Deux jours à peine après le terrifiant concert de Divorce, retour au Sonic qui s’apprête à fêter dignement son septième
anniversaire : et oui la salle lyonnaise a ouvert le 1er avril
2006… Un 1er avril ? Tout ça ressemble à une bonne grosse
blague mais c’est la vérité pure et simple et si les deux inconscients qui ont
monté ce projet avaient su au départ dans quoi ils s’embarquaient réellement,
toutes les galères qu’ils allaient rencontrer en chemin, peut-être qu’ils
auraient choisi d’ouvrir un autre jour, le 30 mars ou le 2 avril, tiens, par
exemple.
Mais, comme dirait l’autre, it’s unlucky to be
superstitious – chose que l’on traduira poliment par un « tu chies quand
tu pries » – et cela peut sembler effectivement à peine croyable que le Sonic atteigne finalement l’âge de
raison. Bon anniversaire les garçons.
Il fallait donc un groupe définitivement festif et
enjoué pour marquer le coup, après tout on est un samedi soir, le week-end (de
Pâques) va durer trois jours et les gens ont bien le droit de s’amuser comme il
faut. Les Kabu Ki Buddah ayant refusé de se reformer pour l’occasion, c’est
donc à THE HEALTHY BOY & THE BADASS MOTHERFUCKERS qu’échoit la lourde tâche de dérider un public
lyonnais réputé pour son sang-froid légendaire et inflexible en cas de concert
débordant d’esprit et d’insouciance.
On rappellera malgré tout que Carne Farce Camisole, dernier
enregistrement en date de The Healthy Boy & The Badass Motherfuckers, est
l’un des disques parmi les plus beaux et les plus poignants de ces derniers
mois et cela faisait vraiment plaisir de revoir Benjamin Nerot aka The Healthy Boy,
sa barbe de diablotin druidique et son petit chapeau à la Peter Sellers, sur
une scène. Voilà plus de deux ans que lui et son gang de lyonnais n’avaient pas
(re)joué ensemble mais tout ce petit monde vient juste de mettre fin à une sorte de malédiction en effectuant une petite tournée confraternelle de cinq jours.
A l’image de Carne
Farce Camisole, le concert est une alternance de chansons intimistes,
sombres et graves et de morceaux plus rythmés, plus denses et presque enjoués – notamment une nouvelle
composition très réussie et qui touche de près à ce bon vieux rock’n’roll –
mais quoi qu’il arrive c’est la voix profonde et ourlée d’éthanol de The
Healthy Boy qui impressionne et qui domine tout le reste. Entre balades
crépusculaires et dérives écorchées vives notre homme donne vie à ses textes
mais sans en faire de trop non plus : la simplicité nue et sincère de
l’exposition tripière ne cède jamais le pas au pathos ou à l’auto-apitoiement.

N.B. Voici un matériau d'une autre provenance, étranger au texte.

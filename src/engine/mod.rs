// src/engine/mod.rs

//! Orchestration engine for flowdag.
//!
//! This module ties together:
//! - the [`Flow`](crate::flow::Flow) and its driver interface
//! - the executor backend that runs handed-out tasks
//! - the main runtime event loop that reacts to:
//!   - task completion events
//!   - shutdown signals
//!
//! The pure core state machine lives in [`core`]; the async/IO shell is
//! implemented in [`runtime`].

use std::collections::BTreeMap;
use std::path::PathBuf;

use crate::dag::Artifact;
use crate::types::TaskId;

/// Outcome of a task job as reported by an executor.
#[derive(Debug, Clone, PartialEq, Eq)]
pub enum TaskOutcome {
    /// Job exited cleanly; the artifacts it left behind.
    Success(BTreeMap<Artifact, PathBuf>),
    Failed(String),
}

/// Runtime options used by both the core and the async shell.
#[derive(Debug, Clone, Default)]
pub struct RuntimeOptions {
    /// Persist a snapshot here after every state change.
    pub state_file: Option<PathBuf>,
}

/// Events flowing into the runtime from executors and signal handlers.
#[derive(Debug, Clone)]
pub enum RuntimeEvent {
    /// A task job finished with a concrete outcome.
    TaskCompleted { task: TaskId, outcome: TaskOutcome },
    /// Graceful shutdown requested (e.g. Ctrl-C).
    ShutdownRequested,
}

pub mod core;
pub mod event_handlers;
pub mod runtime;

pub use core::CoreRuntime;
pub use event_handlers::{CoreCommand, CoreStep};
pub use runtime::Runtime;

Les cinq musiciens sur scène prennent visiblement
plaisir à jouer ensemble, éveil d’une bienfaisance cathartique et – peut-être –
libératrice alors que quelques clins d’œil complices et autres blagues débiles
fusent à l’occasion, n’oublions pas qu’aujourd’hui il y a aussi un anniversaire
à fêter. Mais le clou du spectacle reste cette incroyable galipette totalement
à contre-emploi effectuée par un lead guitariste particulièrement enflammé au
beau milieu du solo de Remember Me, sublime
composition s’il en est – finalement cette acrobatie aérienne s’avérera illustrer
parfaitement les effets néfastes des peaux de banane abandonnées sur l’existence de chacun.
[bon, après, le Sonic a réellement fêté son
septième anniversaire, tout le gotha lyonnais était là ou presque, le bar a été
pris d’assaut, de la musique de vieux jeunes passait dans la sono et les gens
avaient l’air content]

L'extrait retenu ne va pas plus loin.